Immunohistochemistry
Immunohistochemistry (IHC) for detecting FOXC1 and L1CAM in TNBC was carried out. Briefly, sections (4-µm thick) were fixed in 10% buffered formalin and embedded in paraffin. After deparaffinization and rehydration, endogenous peroxidase activity was blocked with 0.3% hydrogen peroxide for 30 minutes. Then tissue sections were autoclaved at 121°C in citrate buffer (pH 6.0) for 10 minutes, and incubated with rabbit anti-FOXC1 monoclonal antibody (1:50, ab223850; Abcam, Cambridge, UK) or L1CAM antibody (1:100, ab270455; Abcam, Cambridge, UK). IHC staining was carried out with an EnVision antibody complex (anti-mouse/rabbit) method using an ElivisionTM plus Polymer HP (Mouse/Rabbit) IHC Kit (MXB Biotechnologies, Fujian, China) and 3,3’-diaminobenzidine as the chromogen substrate.

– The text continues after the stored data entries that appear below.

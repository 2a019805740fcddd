//! Signed-in session: bearer credential plus the cached user profile.

use crate::observable::{Observable, Subscription};
use crate::storage::{KeyValueStore, keys, read_json, write_json};
use common::AuthUser;
use std::rc::Rc;
use tracing::{debug, warn};

/// What observers of the session get on every change.
#[derive(Debug, Clone, PartialEq, Default)]
pub struct SessionSnapshot {
    pub user: Option<AuthUser>,
    pub authenticated: bool,
}

pub struct SessionStore {
    storage: Rc<dyn KeyValueStore>,
    state: Observable<SessionSnapshot>,
}

impl SessionStore {
    /// Hydrate from storage. A malformed cached user is ignored.
    pub fn new(storage: Rc<dyn KeyValueStore>) -> Self {
        let user: Option<AuthUser> = read_json(storage.as_ref(), keys::AUTH_USER);
        let authenticated = stored_credential(storage.as_ref()).is_some();
        debug!(
            "Session hydrated (authenticated: {}, user cached: {})",
            authenticated,
            user.is_some()
        );
        Self {
            storage,
            state: Observable::new(SessionSnapshot {
                user,
                authenticated,
            }),
        }
    }

    pub fn credential(&self) -> Option<String> {
        stored_credential(self.storage.as_ref())
    }

    pub fn set_credential(&self, token: &str) {
        if let Err(e) = self.storage.set(keys::AUTH_TOKEN, token) {
            warn!("Failed to persist credential: {}", e);
        }
        let authenticated = !token.is_empty();
        self.state.update(|s| s.authenticated = authenticated);
    }

    pub fn clear_credential(&self) {
        if let Err(e) = self.storage.remove(keys::AUTH_TOKEN) {
            warn!("Failed to remove credential: {}", e);
        }
        self.state.update(|s| s.authenticated = false);
    }

    pub fn is_authenticated(&self) -> bool {
        self.credential().is_some()
    }

    pub fn user(&self) -> Option<AuthUser> {
        self.state.with(|s| s.user.clone())
    }

    /// Replace the cached user, writing through to storage.
    pub fn set_user(&self, user: Option<AuthUser>) {
        let result = match &user {
            Some(user) => write_json(self.storage.as_ref(), keys::AUTH_USER, user),
            None => self.storage.remove(keys::AUTH_USER),
        };
        if let Err(e) = result {
            warn!("Failed to persist signed-in user: {}", e);
        }
        self.state.update(|s| s.user = user);
    }

    /// Forget both credential and user.
    pub fn clear(&self) {
        for key in [keys::AUTH_TOKEN, keys::AUTH_USER] {
            if let Err(e) = self.storage.remove(key) {
                warn!("Failed to remove {}: {}", key, e);
            }
        }
        self.state.set(SessionSnapshot::default());
    }

    pub fn snapshot(&self) -> SessionSnapshot {
        self.state.get()
    }

    pub fn subscribe(&self, listener: impl Fn(&SessionSnapshot) + 'static) -> Subscription {
        self.state.subscribe(listener)
    }
}

/// An empty stored token counts as no credential.
fn stored_credential(storage: &dyn KeyValueStore) -> Option<String> {
    storage
        .get(keys::AUTH_TOKEN)
        .filter(|token| !token.is_empty())
}

#[cfg(test)]
mod tests {
    use super::*;
    use crate::storage::MemoryStore;
    use std::cell::Cell;

    #[test]
    fn test_hydrates_from_storage() {
        let storage = Rc::new(MemoryStore::with_entries([
            (keys::AUTH_TOKEN, "tok"),
            (
                keys::AUTH_USER,
                r#"{"email":"ops@polaris.test","name":"Ops"}"#,
            ),
        ]));
        let session = SessionStore::new(storage);
        assert_eq!(session.credential().as_deref(), Some("tok"));
        let user = session.user().unwrap();
        assert_eq!(user.email, "ops@polaris.test");
        assert!(session.snapshot().authenticated);
    }

    #[test]
    fn test_empty_token_is_not_authenticated() {
        let storage = Rc::new(MemoryStore::with_entries([(keys::AUTH_TOKEN, "")]));
        let session = SessionStore::new(storage);
        assert!(!session.is_authenticated());
        assert!(!session.snapshot().authenticated);

        session.set_credential("");
        assert!(!session.snapshot().authenticated);
        session.set_credential("tok");
        assert!(session.snapshot().authenticated);
    }

    #[test]
    fn test_malformed_user_is_ignored() {
        let storage = Rc::new(MemoryStore::with_entries([(keys::AUTH_USER, "{oops")]));
        let session = SessionStore::new(storage);
        assert!(session.user().is_none());
        assert!(!session.is_authenticated());
    }

    #[test]
    fn test_user_writes_through_and_clear_removes_everything() {
        let storage = Rc::new(MemoryStore::new());
        let session = SessionStore::new(storage.clone());
        let notified = Rc::new(Cell::new(0));
        let counter = notified.clone();
        let _subscription = session.subscribe(move |_| counter.set(counter.get() + 1));

        session.set_credential("tok");
        session.set_user(Some(AuthUser::from_email("ops@polaris.test")));
        assert!(storage.contains(keys::AUTH_USER));

        let reloaded = SessionStore::new(storage.clone());
        assert_eq!(reloaded.user().unwrap().email, "ops@polaris.test");

        session.clear();
        assert!(!storage.contains(keys::AUTH_TOKEN));
        assert!(!storage.contains(keys::AUTH_USER));
        assert!(session.user().is_none());
        assert_eq!(notified.get(), 3);
    }
}
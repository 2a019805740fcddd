//! API client: bearer auth, JSON bodies, error normalization and the 401
//! interceptor on top of a pluggable [`Transport`].

pub mod transport;

#[cfg(not(target_arch = "wasm32"))]
pub mod native;

pub use transport::{HttpRequest, HttpResponse, Method, Transport, TransportError};

use crate::error::{ApiError, Result};
use crate::navigation::Navigator;
use crate::session::SessionStore;
use futures::future::{self, Either};
use serde::Serialize;
use serde_json::Value;
use std::future::Future;
use std::rc::Rc;
pub use tokio_util::sync::CancellationToken;
use tracing::{debug, error, info, trace, warn};

const GENERIC_NETWORK_ERROR: &str = "Network Error";
const SESSION_EXPIRED: &str = "Session expired, please sign in again";

impl From<TransportError> for ApiError {
    fn from(err: TransportError) -> Self {
        if err.0.trim().is_empty() {
            ApiError::Network(GENERIC_NETWORK_ERROR.to_string())
        } else {
            ApiError::Network(err.0)
        }
    }
}

#[derive(Clone)]
pub struct ApiClient {
    base_url: String,
    transport: Rc<dyn Transport>,
    session: Rc<SessionStore>,
    navigator: Rc<dyn Navigator>,
}

impl ApiClient {
    pub fn new(
        base_url: impl Into<String>,
        transport: Rc<dyn Transport>,
        session: Rc<SessionStore>,
        navigator: Rc<dyn Navigator>,
    ) -> Self {
        Self {
            base_url: base_url.into().trim_end_matches('/').to_string(),
            transport,
            session,
            navigator,
        }
    }

    pub fn base_url(&self) -> &str {
        &self.base_url
    }

    pub fn url(&self, path: &str) -> String {
        format!("{}{}", self.base_url, path)
    }

    pub fn session(&self) -> &Rc<SessionStore> {
        &self.session
    }

    pub fn navigator(&self) -> &Rc<dyn Navigator> {
        &self.navigator
    }

    pub async fn get(&self, path: &str) -> Result<Value> {
        self.send(Method::Get, path, None).await
    }

    pub async fn post<B: Serialize + ?Sized>(&self, path: &str, body: &B) -> Result<Value> {
        self.send(Method::Post, path, Some(encode(body)?)).await
    }

    pub async fn put<B: Serialize + ?Sized>(&self, path: &str, body: &B) -> Result<Value> {
        self.send(Method::Put, path, Some(encode(body)?)).await
    }

    pub async fn delete(&self, path: &str) -> Result<Value> {
        self.send(Method::Delete, path, None).await
    }

    /// DELETE carrying a JSON body (`{"id": ...}` on several routes).
    pub async fn delete_with_body<B: Serialize + ?Sized>(
        &self,
        path: &str,
        body: &B,
    ) -> Result<Value> {
        self.send(Method::Delete, path, Some(encode(body)?)).await
    }

    /// Issue one request and normalize the outcome. Empty bodies read as
    /// `Value::Null`.
    pub async fn send(&self, method: Method, path: &str, body: Option<Value>) -> Result<Value> {
        let url = self.url(path);
        debug!("{} request to: {}", method, url);

        let mut request = HttpRequest::new(method, url);
        if let Some(token) = self.session.credential() {
            request = request.header("Authorization", format!("Bearer {}", token));
        }
        if let Some(body) = body {
            request = request
                .header("Content-Type", "application/json")
                .json(body);
        }

        let response = self.transport.send(request).await.map_err(|e| {
            error!("{} {} - Request failed: {}", method, path, e);
            ApiError::from(e)
        })?;

        if response.status == 401 {
            warn!("{} {} - Unauthorized, clearing session", method, path);
            self.handle_unauthorized();
            let message =
                extract_message(&response.body).unwrap_or_else(|| SESSION_EXPIRED.to_string());
            return Err(ApiError::Unauthorized(message));
        }

        if !response.is_success() {
            let message = extract_message(&response.body).unwrap_or_else(|| {
                format!("Request failed with status code {}", response.status)
            });
            error!("{} {} - HTTP {}: {}", method, path, response.status, message);
            return Err(ApiError::Http {
                status: response.status,
                message,
            });
        }

        trace!("{} {} - Response received, parsing JSON", method, path);
        let value = parse_body(&response.body).map_err(|e| {
            error!("{} {} - {}", method, path, e);
            e
        })?;
        info!("{} {} - Success", method, path);
        Ok(value)
    }

    /// Race `future` against `token`; a cancelled token wins with
    /// [`ApiError::Cancelled`].
    pub async fn with_cancellation<F, T>(token: &CancellationToken, future: F) -> Result<T>
    where
        F: Future<Output = Result<T>>,
    {
        if token.is_cancelled() {
            return Err(ApiError::Cancelled);
        }
        let cancelled = token.cancelled();
        futures::pin_mut!(future);
        futures::pin_mut!(cancelled);
        match future::select(future, cancelled).await {
            Either::Left((result, _)) => result,
            Either::Right(_) => Err(ApiError::Cancelled),
        }
    }

    fn handle_unauthorized(&self) {
        self.session.clear();
        self.navigator.redirect_to_login();
    }
}

fn encode<B: Serialize + ?Sized>(body: &B) -> Result<Value> {
    serde_json::to_value(body).map_err(|e| ApiError::Encode(e.to_string()))
}

fn parse_body(body: &str) -> Result<Value> {
    if body.trim().is_empty() {
        return Ok(Value::Null);
    }
    serde_json::from_str(body).map_err(|e| ApiError::Decode(e.to_string()))
}

/// `message` field, else `error` field, of a JSON error body.
fn extract_message(body: &str) -> Option<String> {
    let value: Value = serde_json::from_str(body).ok()?;
    ["message", "error"].iter().find_map(|key| {
        value
            .get(*key)
            .and_then(Value::as_str)
            .map(str::trim)
            .filter(|message| !message.is_empty())
            .map(str::to_string)
    })
}
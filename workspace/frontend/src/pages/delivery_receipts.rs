use super::options;
use crate::components::form::{field, FormCard, RowActions, SelectField, TextField};
use crate::components::pagination::Pagination;
use crate::components::registry::{status_badge, RegistryHeader};
use crate::components::table::PolarisTable;
use crate::hooks::{use_entity_store, use_options, StoreHandle};
use common::DeliveryReceiptRow;
use polaris::endpoints::{customer, project as projects, sales_order};
use polaris::resources::DeliveryReceipts;
use polaris::store::Mode;
use polaris::table::{project, Column};
use yew::prelude::*;

const COLUMNS: &[Column] = &[
    Column::new("dr_number", "DR Number"),
    Column::new("customer", "Customer"),
    Column::new("sales_order", "Sales Order"),
    Column::new("sales_invoice", "Sales Invoice"),
    Column::new("status", "Status"),
    Column::new("created", "Created"),
    Column::right("actions", ""),
];

const STATUS_OPTIONS: &[(&str, &str)] = &[
    ("Ready", "Ready"),
    ("Delivered", "Delivered"),
    ("Cancelled", "Cancelled"),
];

fn cell(store: &StoreHandle<DeliveryReceipts>, row: &DeliveryReceiptRow, key: &str, busy: bool) -> Html {
    match key {
        "dr_number" => html! { <span class="font-mono text-sm">{&row.dr_number}</span> },
        "customer" => html! { <span class="font-semibold">{&row.customer_name}</span> },
        "sales_order" => html! { {&row.sales_order_id} },
        "sales_invoice" => html! { {&row.sales_invoice_id} },
        "status" => status_badge(&row.status),
        "created" => html! { {row.created_label()} },
        "actions" => {
            let (edit_store, edit_row) = (store.clone(), row.clone());
            let (delete_store, delete_row) = (store.clone(), row.clone());
            html! {
                <RowActions
                    disabled={busy}
                    on_edit={Callback::from(move |_| edit_store.edit(edit_row.clone()))}
                    on_delete={Callback::from(move |_| delete_store.remove(delete_row.clone()))}
                />
            }
        }
        _ => html! {},
    }
}

#[function_component(DeliveryReceiptsPage)]
pub fn delivery_receipts_page() -> Html {
    let (store, state) = use_entity_store(DeliveryReceipts);

    if state.mode == Mode::Create {
        let key = state.editing.as_ref().map(|row| row.id.clone()).unwrap_or_default();
        let editing = state.is_editing();
        return html! { <DeliveryReceiptEditor key={key} store={store.clone()} saving={state.saving} {editing} /> };
    }

    let busy = state.loading || state.saving;
    let view = project(COLUMNS, &state.items, |row, key, _| cell(&store, row, key, busy));

    let on_add = {
        let store = store.clone();
        Callback::from(move |_| store.begin_create())
    };
    let on_retry = {
        let store = store.clone();
        let page = state.page;
        Callback::from(move |_| store.load(page))
    };
    let on_page_change = {
        let store = store.clone();
        Callback::from(move |page| store.load(page))
    };

    html! {
        <>
            <RegistryHeader title="Delivery Receipts" total={state.total} add_label="New Delivery Receipt" {on_add} busy={busy} />
            <PolarisTable {view} loading={state.loading} empty_message="No delivery receipts yet"
                error={state.error.clone()} on_retry={Some(on_retry)} />
            <Pagination
                current_page={state.page}
                total_pages={state.total_pages}
                total_items={state.total}
                {on_page_change}
                disabled={busy}
            />
        </>
    }
}

#[derive(Properties, PartialEq)]
struct EditorProps {
    store: StoreHandle<DeliveryReceipts>,
    saving: bool,
    editing: bool,
}

#[function_component(DeliveryReceiptEditor)]
fn delivery_receipt_editor(props: &EditorProps) -> Html {
    let form = use_state(|| props.store.draft());
    let project_options = use_options(projects::get_all(1), options::project);
    let customer_options = use_options(customer::GET_ALL.to_string(), options::customer);
    let sales_order_options = use_options(sales_order::GET_ALL.to_string(), options::sales_order);

    let on_submit = {
        let store = props.store.clone();
        let form = form.clone();
        Callback::from(move |_| store.submit((*form).clone()))
    };
    let on_cancel = {
        let store = props.store.clone();
        Callback::from(move |_| store.cancel_edit())
    };

    let status_options: Vec<_> = STATUS_OPTIONS
        .iter()
        .map(|(value, label)| (value.to_string(), label.to_string()))
        .collect();

    html! {
        <FormCard title="Delivery Receipt" saving={props.saving} editing={props.editing} {on_submit} {on_cancel}>
            <SelectField label="Project" required={true} value={form.project_id.clone()}
                options={project_options} on_change={field(&form, |f, v| f.project_id = v)}
                placeholder="Select project" />
            <SelectField label="Customer" required={true} value={form.customer_id.clone()}
                options={customer_options} on_change={field(&form, |f, v| f.customer_id = v)}
                placeholder="Select customer" />
            <SelectField label="Sales Order" required={true} value={form.sales_order_id.clone()}
                options={sales_order_options} on_change={field(&form, |f, v| f.sales_order_id = v)}
                placeholder="Select sales order" />
            <TextField label="Sales Invoice" required={true} value={form.sales_invoice_id.clone()}
                on_input={field(&form, |f, v| f.sales_invoice_id = v)} />
            if props.editing {
                <SelectField label="Status" value={form.status.clone()} options={status_options}
                    on_change={field(&form, |f, v| f.status = v)} />
            }
        </FormCard>
    }
}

IHC staining for FOXC1 and L1CAM were scored, by a combination of intensity (0, no staining; 1, weak staining; 2, moderate staining; 3, strong staining) and proportion (0, < 5% of tumor cells stained; 1, 5–25% positive cells; 2, 26–50% positive cells; 3, 51–75% positive cells; 4, more than 76% positive cells). If the product of multiplication between staining intensity and the proportion of positive cells was > 4, expression was defined as positive. Two pathologists independently assessed the cellular location and intensity of immunostaining in each section.
Statistical Analyses
Statistical analyses were performed using GraphPad Prism 8.0 software (San Diego, CA). Data are expressed as mean ± standard deviation (SD). Comparisons of transcriptional levels, cell viability and cell mobility between constructed cells and their controls were conducted using t-tests. For all tests, a value of P < 0.05 was considered significant.